• _Work item_: Your answer should consist of each line from the data below that contains "Returns".

• _Given information_:
****************
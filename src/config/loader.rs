//! Configuration file discovery and loading.

use std::fs;
use std::path::{Path, PathBuf};

use tracing::debug;

use crate::config::schema::LintConfig;
use crate::error::{LintError, Result};

/// File names looked up at the project root, in order.
pub const CONFIG_FILE_NAMES: &[&str] = &[".infralint.yml", ".infralint.yaml"];

/// Find the project config file, if there is one.
pub fn find_config_file(project_root: &Path) -> Option<PathBuf> {
    CONFIG_FILE_NAMES
        .iter()
        .map(|name| project_root.join(name))
        .find(|path| path.is_file())
}

/// Load a single config file.
///
/// # Errors
///
/// Returns `ConfigNotFound` if the file doesn't exist.
/// Returns `ConfigParseError` if the YAML is invalid.
pub fn load_config_file(path: &Path) -> Result<LintConfig> {
    let content = fs::read_to_string(path).map_err(|e| {
        if e.kind() == std::io::ErrorKind::NotFound {
            LintError::ConfigNotFound {
                path: path.to_path_buf(),
            }
        } else {
            LintError::Io(e)
        }
    })?;

    parse_config(&content, path)
}

/// Parse YAML content into a [`LintConfig`].
///
/// An empty file yields the defaults.
pub fn parse_config(content: &str, source_path: &Path) -> Result<LintConfig> {
    if content.trim().is_empty() {
        return Ok(LintConfig::default());
    }
    serde_yaml::from_str(content).map_err(|e| LintError::ConfigParseError {
        path: source_path.to_path_buf(),
        message: e.to_string(),
    })
}

/// Load config with optional path override.
///
/// An explicit path must exist. Without one, the project config is used
/// when present and the defaults otherwise.
pub fn load_config(project_root: &Path, config_override: Option<&Path>) -> Result<LintConfig> {
    let path = match config_override {
        Some(path) => path.to_path_buf(),
        None => match find_config_file(project_root) {
            Some(path) => path,
            None => {
                debug!(root = %project_root.display(), "no config file, using defaults");
                return Ok(LintConfig::default());
            }
        },
    };

    debug!(path = %path.display(), "loading config");
    load_config_file(&path)
}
****************
• _Exercise solution_:
/// Returns `ConfigNotFound` if the file doesn't exist.
/// Returns `ConfigParseError` if the YAML is invalid.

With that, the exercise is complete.